FAPI will calculate the genotypic correlation to approximate the LD degree between SNPs. The Plink binary file set always includes three linked files *.fam, *.bim and *.bed, which should be put in the same folder.

Function & examples

There are three main functions of FAPI. Please read the detail in demo website.

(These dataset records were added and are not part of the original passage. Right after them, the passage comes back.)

//! Capabilities shipped with the default module registry.
//!
//! Each entry is a sandbox-language expression that evaluates to the module
//! object. They are evaluated lazily, on the first `require` of their name.

/// Element factory. Function components are invoked eagerly, so a tree only
/// ever contains plain `{type, props, children}` objects.
pub(crate) const REACT: &str = r#"(function () {
  var Fragment = "Fragment";
  function flatten(children, out) {
    for (var i = 0; i < children.length; i++) {
      var c = children[i];
      if (Array.isArray(c)) {
        flatten(c, out);
      } else if (c !== null && c !== undefined && c !== false && c !== true) {
        out.push(c);
      }
    }
    return out;
  }
  function createElement(type, props) {
    var children = flatten(Array.prototype.slice.call(arguments, 2), []);
    var p = Object.assign({}, props || {});
    if (typeof type === "function") {
      if (children.length > 0) {
        p.children = children;
      }
      var rendered = type(p);
      return rendered === undefined ? null : rendered;
    }
    var own = {};
    for (var k in p) {
      if (Object.prototype.hasOwnProperty.call(p, k) && typeof p[k] !== "function") {
        own[k] = p[k];
      }
    }
    var el = { type: String(type), props: own };
    if (children.length > 0) {
      el.children = children;
    }
    return el;
  }
  return Object.freeze({ createElement: createElement, Fragment: Fragment });
})()"#;

pub(crate) const CLASSNAMES: &str = r#"(function () {
  function classNames() {
    var out = [];
    for (var i = 0; i < arguments.length; i++) {
      var a = arguments[i];
      if (!a) {
        continue;
      }
      if (typeof a === "string" || typeof a === "number") {
        out.push(String(a));
      } else if (Array.isArray(a)) {
        var inner = classNames.apply(null, a);
        if (inner) {
          out.push(inner);
        }
      } else if (typeof a === "object") {
        for (var k in a) {
          if (Object.prototype.hasOwnProperty.call(a, k) && a[k]) {
            out.push(k);
          }
        }
      }
    }
    return out.join(" ");
  }
  return classNames;
})()"#;

/// `get`, `pick`, `omit` and `isEqual`.
pub(crate) const LODASH: &str = r#"(function () {
  var has = Object.prototype.hasOwnProperty;
  function toPath(path) {
    if (Array.isArray(path)) {
      return path;
    }
    return String(path)
      .replace(/\[(\w+)\]/g, ".$1")
      .split(".")
      .filter(function (s) { return s.length > 0; });
  }
  function get(obj, path, dflt) {
    var parts = toPath(path);
    var cur = obj;
    for (var i = 0; i < parts.length; i++) {
      if (cur === null || cur === undefined) {
        return dflt;
      }
      cur = cur[parts[i]];
    }
    return cur === undefined ? dflt : cur;
  }
  function keyList(keys) {
    return Array.isArray(keys) ? keys : [keys];
  }
  function pick(obj, keys) {
    var out = {};
    keyList(keys).forEach(function (k) {
      if (obj && has.call(obj, k)) {
        out[k] = obj[k];
      }
    });
    return out;
  }
  function omit(obj, keys) {
    var drop = keyList(keys);
    var out = {};
    for (var k in obj) {
      if (has.call(obj, k) && drop.indexOf(k) < 0) {
        out[k] = obj[k];
      }
    }
    return out;
  }
  function isEqual(a, b) {
    if (a === b) {
      return true;
    }
    if (a === null || b === null || typeof a !== "object" || typeof b !== "object") {
      return a !== a && b !== b;
    }
    if (Array.isArray(a) !== Array.isArray(b)) {
      return false;
    }
    var ka = Object.keys(a);
    var kb = Object.keys(b);
    if (ka.length !== kb.length) {
      return false;
    }
    for (var i = 0; i < ka.length; i++) {
      if (!has.call(b, ka[i]) || !isEqual(a[ka[i]], b[ka[i]])) {
        return false;
      }
    }
    return true;
  }
  return Object.freeze({ get: get, pick: pick, omit: omit, isEqual: isEqual });
})()"#;
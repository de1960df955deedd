//! Tests for `HandlerResolver`.

use std::sync::Arc;

use async_trait::async_trait;
use tokio::sync::Notify;

use crate::config::EngineConfig;
use crate::error::{ResolveError, StoreError};
use crate::resolver::{HandlerResolver, ResolveInputs, ResolverState};
use crate::store::{GraphStore, HandlerRow, LinkSubscription, MemoryStore};
use crate::types::{HandlerRecord, HandlerSelector, Link, LinkId, ResolutionQuery};

const CONTEXT_TYPE: u64 = 102;

fn config() -> Arc<EngineConfig> {
  Arc::new(EngineConfig {
    execution_provider_id: 100,
    isolation_provider_id: 101,
    context_type_id: CONTEXT_TYPE,
    ..EngineConfig::default()
  })
}

fn row(handler_id: u64, dist_id: u64) -> HandlerRow {
  HandlerRow {
    handler_id,
    dist_id,
    src_id: dist_id - 1,
    execution_provider_id: 100,
    isolation_provider_id: 101,
  }
}

fn record(handler_id: u64, dist_id: u64) -> HandlerRecord {
  HandlerRecord {
    handler_id,
    dist_id,
    src_id: dist_id - 1,
  }
}

fn setup() -> (Arc<MemoryStore>, HandlerResolver) {
  let store = Arc::new(MemoryStore::new());
  let resolver = HandlerResolver::new(store.clone(), config());
  (store, resolver)
}

#[tokio::test]
async fn exact_resolution_is_cached() {
  let (store, resolver) = setup();
  store.add_handler(row(7, 42));
  assert_eq!(resolver.state(), ResolverState::Idle);
  let r = resolver.resolve(ResolveInputs::handler(7)).await.unwrap();
  assert_eq!(r, Some(record(7, 42)));
  assert_eq!(resolver.state(), ResolverState::Resolved(record(7, 42)));
  let again = resolver.resolve(ResolveInputs::handler(7)).await.unwrap();
  assert_eq!(again, Some(record(7, 42)));
  assert_eq!(store.queries().len(), 1);
}

#[tokio::test]
async fn handler_id_never_uses_context_query() {
  let (store, resolver) = setup();
  store.add_handler(row(7, 42));
  let inputs = ResolveInputs {
    handler_id: Some(7),
    context: vec![1, 2],
  };
  resolver.resolve(inputs).await.unwrap();
  let queries = store.queries();
  assert_eq!(queries.len(), 1);
  assert_eq!(queries[0].selector, HandlerSelector::Exact(7));
}

#[tokio::test]
async fn context_resolution_never_uses_exact_query() {
  let (store, resolver) = setup();
  store.add_handler(row(8, 52));
  store.upsert_link(Link::connecting(500, CONTEXT_TYPE, 3, 8));
  let r = resolver.resolve(ResolveInputs::context(vec![3])).await.unwrap();
  assert_eq!(r, Some(record(8, 52)));
  assert!(store.queries().iter().all(|q| !q.is_exact()));
}

#[tokio::test]
async fn empty_result_stays_querying_until_retried() {
  let (store, resolver) = setup();
  let r = resolver.resolve(ResolveInputs::handler(7)).await.unwrap();
  assert_eq!(r, None);
  assert_eq!(resolver.state(), ResolverState::Querying);
  store.add_handler(row(7, 42));
  let r = resolver.resolve(ResolveInputs::handler(7)).await.unwrap();
  assert_eq!(r, Some(record(7, 42)));
  assert_eq!(store.queries().len(), 2);
}

#[tokio::test]
async fn changed_inputs_requery() {
  let (store, resolver) = setup();
  store.add_handler(row(7, 42));
  store.add_handler(row(8, 52));
  resolver.resolve(ResolveInputs::handler(7)).await.unwrap();
  let r = resolver.resolve(ResolveInputs::handler(8)).await.unwrap();
  assert_eq!(r, Some(record(8, 52)));
  assert_eq!(store.queries().len(), 2);
}

#[tokio::test]
async fn several_rows_use_the_first() {
  let (store, resolver) = setup();
  store.add_handler(row(8, 52));
  store.add_handler(row(9, 62));
  store.upsert_link(Link::connecting(500, CONTEXT_TYPE, 3, 8));
  store.upsert_link(Link::connecting(501, CONTEXT_TYPE, 3, 9));
  let r = resolver.resolve(ResolveInputs::context(vec![3])).await.unwrap();
  assert_eq!(r, Some(record(8, 52)));
}

#[tokio::test]
async fn zero_handler_id_is_rejected() {
  let (_store, resolver) = setup();
  let err = resolver.resolve(ResolveInputs::handler(0)).await.unwrap_err();
  assert_eq!(err, ResolveError::InvalidHandlerId);
}

#[tokio::test]
async fn empty_inputs_skip_the_query() {
  let (store, resolver) = setup();
  let r = resolver.resolve(ResolveInputs::default()).await.unwrap();
  assert_eq!(r, None);
  assert_eq!(resolver.state(), ResolverState::Idle);
  assert!(store.queries().is_empty());
}

#[tokio::test]
async fn reset_forgets_record() {
  let (store, resolver) = setup();
  store.add_handler(row(7, 42));
  resolver.resolve(ResolveInputs::handler(7)).await.unwrap();
  resolver.reset();
  assert_eq!(resolver.current(), None);
  resolver.resolve(ResolveInputs::handler(7)).await.unwrap();
  assert_eq!(store.queries().len(), 2);
}

/// Store whose queries for handler 1 wait until released.
struct GatedStore {
  gate: Notify,
}

#[async_trait]
impl GraphStore for GatedStore {
  async fn select_handlers(
    &self,
    query: &ResolutionQuery,
  ) -> Result<Vec<HandlerRecord>, StoreError> {
    let HandlerSelector::Exact(id) = query.selector else {
      return Ok(vec![]);
    };
    if id == 1 {
      self.gate.notified().await;
    }
    Ok(vec![record(id, id * 10 + 1)])
  }

  fn subscribe(&self, _id: LinkId) -> LinkSubscription {
    Box::pin(futures::stream::pending())
  }

  fn link(&self, _id: LinkId) -> Option<Link> {
    None
  }
}

#[tokio::test]
async fn overlapping_resolution_last_started_wins() {
  let store = Arc::new(GatedStore {
    gate: Notify::new(),
  });
  let resolver = Arc::new(HandlerResolver::new(store.clone(), config()));

  let slow_resolver = resolver.clone();
  let slow = tokio::spawn(async move { slow_resolver.resolve(ResolveInputs::handler(1)).await });
  tokio::task::yield_now().await;

  let fast = resolver.resolve(ResolveInputs::handler(2)).await.unwrap();
  assert_eq!(fast, Some(record(2, 21)));

  store.gate.notify_one();
  let slow_result = slow.await.unwrap().unwrap();
  assert_eq!(slow_result, None);
  assert_eq!(resolver.current(), Some(record(2, 21)));
}

#[tokio::test]
async fn overlapping_same_inputs_both_resolve() {
  let store = Arc::new(GatedStore {
    gate: Notify::new(),
  });
  let resolver = Arc::new(HandlerResolver::new(store.clone(), config()));

  let first_resolver = resolver.clone();
  let first = tokio::spawn(async move { first_resolver.resolve(ResolveInputs::handler(1)).await });
  tokio::task::yield_now().await;
  let second_resolver = resolver.clone();
  let second = tokio::spawn(async move { second_resolver.resolve(ResolveInputs::handler(1)).await });
  tokio::task::yield_now().await;
  assert_eq!(resolver.state(), ResolverState::Querying);

  store.gate.notify_one();
  store.gate.notify_one();
  assert_eq!(first.await.unwrap().unwrap(), Some(record(1, 11)));
  assert_eq!(second.await.unwrap().unwrap(), Some(record(1, 11)));
  assert_eq!(resolver.state(), ResolverState::Resolved(record(1, 11)));
}

#[tokio::test]
async fn store_errors_propagate() {
  struct Down;
  #[async_trait]
  impl GraphStore for Down {
    async fn select_handlers(
      &self,
      _query: &ResolutionQuery,
    ) -> Result<Vec<HandlerRecord>, StoreError> {
      Err(StoreError::Unavailable("offline".to_string()))
    }
    fn subscribe(&self, _id: LinkId) -> LinkSubscription {
      Box::pin(futures::stream::pending())
    }
    fn link(&self, _id: LinkId) -> Option<Link> {
      None
    }
  }
  let resolver = HandlerResolver::new(Arc::new(Down), config());
  let err = resolver.resolve(ResolveInputs::handler(3)).await.unwrap_err();
  assert_eq!(
    err,
    ResolveError::Store(StoreError::Unavailable("offline".to_string()))
  );
}
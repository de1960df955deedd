//! Classification filter sent to the graph store when looking up a handler.

use serde::Serialize;

use super::LinkId;
use crate::config::EngineConfig;

/// Which handlers a query selects, besides the provider constraints.
#[derive(Debug, Clone, PartialEq, Eq, Serialize)]
#[serde(rename_all = "snake_case")]
pub enum HandlerSelector {
  /// Exact `handler_id` match.
  Exact(LinkId),
  /// Handler linked from one of `from_ids` by a link of type `type_id`.
  Context { type_id: LinkId, from_ids: Vec<LinkId> },
}

/// Query against the `handlers` relation.
#[derive(Debug, Clone, PartialEq, Eq, Serialize)]
pub struct ResolutionQuery {
  pub execution_provider_id: LinkId,
  pub isolation_provider_id: LinkId,
  pub selector: HandlerSelector,
}

impl ResolutionQuery {
  /// Exact-match query for `handler_id`.
  pub fn exact(config: &EngineConfig, handler_id: LinkId) -> Self {
    Self {
      execution_provider_id: config.execution_provider_id,
      isolation_provider_id: config.isolation_provider_id,
      selector: HandlerSelector::Exact(handler_id),
    }
  }

  /// Context query: handlers reachable from `context` through the configured context type.
  pub fn context(config: &EngineConfig, context: &[LinkId]) -> Self {
    Self {
      execution_provider_id: config.execution_provider_id,
      isolation_provider_id: config.isolation_provider_id,
      selector: HandlerSelector::Context {
        type_id: config.context_type_id,
        from_ids: context.to_vec(),
      },
    }
  }

  /// Builds the query for the given inputs; an explicit handler id always wins over context.
  pub fn for_inputs(config: &EngineConfig, handler_id: Option<LinkId>, context: &[LinkId]) -> Self {
    match handler_id {
      Some(id) => Self::exact(config, id),
      None => Self::context(config, context),
    }
  }

  pub fn is_exact(&self) -> bool {
    matches!(self.selector, HandlerSelector::Exact(_))
  }
}
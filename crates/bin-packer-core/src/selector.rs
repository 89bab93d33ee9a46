//! Item selection (spec §4.E): given a snappoint and a candidate pool, picks
//! the next item to place. The tie-break strategies are pure functions over
//! `(w,l,h)`/volume, matched on the strategy tag — no virtual dispatch.

use crate::bin::Bin;
use crate::config::ItemSelectStrategy;
use crate::item::Item;
use crate::model::{Position, SnapDirection, Snappoint};

/// Translates `snappoint` into the corner position of `item`, and returns it
/// only if the bin would accept the placement and it does not exceed
/// `max_z` (spec §4.E step 1).
pub fn can_pack_on_snappoint(
    bin: &Bin,
    item: &Item,
    snappoint: Snappoint,
    max_z: i64,
) -> Option<Position> {
    let position = snappoint.anchor_position(item.dimensions().0);
    let (_, _, h) = item.dimensions();
    if position.z + h > max_z {
        return None;
    }
    bin.can_pack(item, position).ok()?;
    Some(position)
}

/// Mirrors `snappoint` (assumed at x=0) to the opposite wall: a LEFT-facing
/// anchor at `x = bin.width` and the same z (spec §4.E step 2, §4.F).
pub fn mirror_snappoint(bin: &Bin, snappoint: Snappoint) -> Snappoint {
    Snappoint::new(bin.width(), snappoint.y, snappoint.z, SnapDirection::Left)
}

/// Whether any heightmap column is strictly higher than `z` — the signal
/// used to pick between `default_select_strategy` and
/// `new_layer_select_strategy` (spec §4.E step 3, §4.F `is_new_layer`).
pub fn is_new_layer(bin: &Bin, z: i64) -> bool {
    bin.max_z() <= z
}

/// Picks the best candidate index (into `candidates`) for `snappoint`, or
/// `None` if nothing fits. When `mirror_walls` is set and `snappoint.x == 0`,
/// only candidates whose mirrored placement at the opposite wall also
/// validates are considered (spec §4.E step 2).
pub fn select_item(
    candidates: &[Item],
    bin: &Bin,
    snappoint: Snappoint,
    max_z: i64,
    strategy: ItemSelectStrategy,
    mirror_walls: bool,
) -> Option<(usize, Position)> {
    let mirror = mirror_snappoint(bin, snappoint);
    let mut fitting: Vec<(usize, Position)> = Vec::new();
    for (idx, item) in candidates.iter().enumerate() {
        let Some(position) = can_pack_on_snappoint(bin, item, snappoint, max_z) else {
            continue;
        };
        if mirror_walls && snappoint.x == 0 {
            if can_pack_on_snappoint(bin, item, mirror, max_z).is_none() {
                continue;
            }
        }
        fitting.push((idx, position));
    }
    if fitting.is_empty() {
        return None;
    }

    let best = pick_by_strategy(&fitting, candidates, strategy);
    best
}

fn pick_by_strategy(
    fitting: &[(usize, Position)],
    candidates: &[Item],
    strategy: ItemSelectStrategy,
) -> Option<(usize, Position)> {
    use ItemSelectStrategy::*;

    match strategy {
        LargestVolume => best_by_key(fitting, |i| (candidates[*i].volume(),)),
        LargestHWL => best_by_key(fitting, |i| {
            let (w, l, h) = candidates[*i].dimensions();
            (h, w, l)
        }),
        LargestWHL => best_by_key(fitting, |i| {
            let (w, l, h) = candidates[*i].dimensions();
            (w, h, l)
        }),
        LargestLHW => best_by_key(fitting, |i| {
            let (w, l, h) = candidates[*i].dimensions();
            (l, h, w)
        }),
        LargestLWH => best_by_key(fitting, |i| {
            let (w, l, h) = candidates[*i].dimensions();
            (l, w, h)
        }),
        LargestWToFill => best_fill_class(fitting, candidates, |w, _h, count| count * w),
        LargestWHToFill => best_fill_class(fitting, candidates, |w, h, count| count * w * h),
    }
}

/// Scans `fitting` in order and keeps the first element with the strictly
/// greatest key — first-wins tie-breaking keeps placement order
/// deterministic for equal keys.
fn best_by_key<K: PartialOrd + Copy>(
    fitting: &[(usize, Position)],
    key_of: impl Fn(&usize) -> K,
) -> Option<(usize, Position)> {
    let mut best: Option<(K, (usize, Position))> = None;
    for &(idx, pos) in fitting {
        let key = key_of(&idx);
        match &best {
            Some((best_key, _)) if *best_key >= key => {}
            _ => best = Some((key, (idx, pos))),
        }
    }
    best.map(|(_, v)| v)
}

/// `LARGEST_W_TO_FILL` / `LARGEST_W_H_TO_FILL`: groups fitting candidates by
/// (w,l,h), scores each class with `score`, and returns the first candidate
/// of the highest-scoring class (spec §4.E step 5).
fn best_fill_class(
    fitting: &[(usize, Position)],
    candidates: &[Item],
    score: impl Fn(i64, i64, i64) -> i64,
) -> Option<(usize, Position)> {
    let mut classes: Vec<((i64, i64, i64), i64, (usize, Position))> = Vec::new();
    for &(idx, pos) in fitting {
        let dims = candidates[idx].dimensions();
        if let Some(entry) = classes.iter_mut().find(|(d, _, _)| *d == dims) {
            entry.1 += 1;
        } else {
            classes.push((dims, 1, (idx, pos)));
        }
    }
    let mut best: Option<(i64, (usize, Position))> = None;
    for (dims, count, first) in classes {
        let s = score(dims.0, dims.2, count);
        match &best {
            Some((best_score, _)) if *best_score >= s => {}
            _ => best = Some((s, first)),
        }
    }
    best.map(|(_, v)| v)
}

#[cfg(test)]
mod tests {
    use super::*;
    use crate::bin::ReferenceBin;
    use crate::model::SnapDirection;

    fn bin() -> Bin {
        Bin::new(ReferenceBin {
            width: 10,
            length: 10,
            height: 10,
            max_length: None,
            max_weight: None,
            stability_factor: 1.0,
            overhang_y_stability_factor: None,
            safety_distance_smaller_articles: None,
            min_article_width_no_safety_distance: None,
            safety_distance_lengthwise: None,
        })
    }

    #[test]
    fn scenario_s2_picks_largest_volume_within_bounds() {
        let mut b = bin();
        b.pack_item(Item::single("a", 3, 1, 10, 0.0), Position::new(0, 0, 0))
            .unwrap();
        b.pack_item(Item::single("b", 4, 1, 8, 0.0), Position::new(6, 0, 0))
            .unwrap();
        let candidates = vec![Item::single("c", 3, 1, 10, 0.0), Item::single("d", 5, 1, 10, 0.0)];
        let snap = Snappoint::new(3, 0, 0, SnapDirection::Right);
        let picked = select_item(&candidates, &b, snap, 10, ItemSelectStrategy::LargestVolume, false);
        let (idx, pos) = picked.unwrap();
        assert_eq!(idx, 0);
        assert_eq!(pos, Position::new(3, 0, 0));
    }

    #[test]
    fn rejects_item_exceeding_max_z() {
        let b = bin();
        let candidates = vec![Item::single("tall", 2, 2, 9, 0.0)];
        let snap = Snappoint::new(0, 0, 0, SnapDirection::Right);
        let picked = select_item(&candidates, &b, snap, 5, ItemSelectStrategy::LargestVolume, false);
        assert!(picked.is_none());
    }

    #[test]
    fn largest_w_to_fill_prefers_bigger_class_total() {
        let candidates = vec![
            Item::single("a", 2, 2, 2, 0.0),
            Item::single("b", 2, 2, 2, 0.0),
            Item::single("c", 5, 2, 2, 0.0),
        ];
        let b = bin();
        let snap = Snappoint::new(0, 0, 0, SnapDirection::Right);
        let picked = select_item(
            &candidates,
            &b,
            snap,
            10,
            ItemSelectStrategy::LargestWToFill,
            false,
        );
        // class (2,2,2) has count=2 -> score 4; class (5,2,2) count=1 -> score 5.
        let (idx, _) = picked.unwrap();
        assert_eq!(idx, 2);
    }
}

	Impute association p-values at untyped SNPs		Link
	Impute p-value at untyped SNPs and conduct meta-analysis		Link
	Validate association p values at typed SNPs		Link

Options

Tag Name	Description
Analysis functions
--impute	Impute the p-values of untyped SNPs given the p-values of types SNPs according to LD information.
--meta	Impute the p-values of untyped SNPs and perform meta-analysis of multiple p-value sets. Hint: If you want to perform meta-analysis without imputing the p-values, Please use --meta and --noimpute options.
--qc	Impute the p-values of typed SNPs given the p-values of types SNPs according to LD information and estimate the chance of getting the p-values of typed SNPs.
--size	Set the sample size of cases and controls seperated by colon to generate the p-values. This will be used as weight for meta-analysis. The default value is 1:1
Input file settings
--pfile	Specify the path of a file containing p values and genomic information of sequence variants.
--gfile	Specify the path and type of files containing genotypes for calculating LD in VCF or plink binary format. Path and type of each file are separated by double colon., e.g., path/to/file::vcf or path/to/file::plink If the reference genotypes are stored in different files chromosome by chromosome, you can use _CHROM_ to denote the chromosome names [1...Y] in the file name, e.g., chr_CHROM_.phase1.cvf.chinese.hg19
--chrom-col	The header description indicated chromosome information in a file specified by --pfile. The 1st column will be used by default if this tag is not specified.
--marker-col	The header description indicated SNP rsID information in a file specified by --pfile. The 2nd column will be used by default if this tag is not specified.
--position-col	The header description indicated coordinate information in a file specified by --pfile. The 3rd column will be used by default if this tag is not specified.
--p-col	The header description indicated p value information in each file specified by --pfile. For multiple pfiles, the column names of p-value sources are delimited by comma. The 4th column will be used by default if this tag is not specified.
--missing-p	The labels of missing p values in a file specified by --pfile. The number starts from 1.
--maf	Filter out genotypes with minor allele frequency less than a number in the reference panel
Performance and Accuracy settings
--nt	The number of maximal parallel running CPU
--window-size	Set the maximal number of SNPs with actural p-values in scan window for imputation. The default value is 10.
--window-len	Set the maximal length of a scan window for imputation. The default value is 1000000bp.
--ignore-r2	Set the maximal value a pair-wise LD (r-square) between SNPs to be ignored in imputation. The default value is 0.01.
--conf-filter	Filter out imputed p-values with confidence score over the set value. The default value is 0.3.
Miscellaneous
--out	Specify the path with prefix name for output data
--resource	Specify the path of resource files. By default, it is a sub-folder named resources of the main program folder
--no-web	Switch off the function of automatically update itself

Comments and suggestions are welcome, please e-mail limx54@163.com

Reference:

Kwan JS^, Li MX^*, Deng JE, Sham PC*.FAPI: Fast and Accurate P-value Imputation for genome-wide association study. Eur J Hum Genet. 2015 Aug 26. doi: 10.1038/ejhg.2015.190.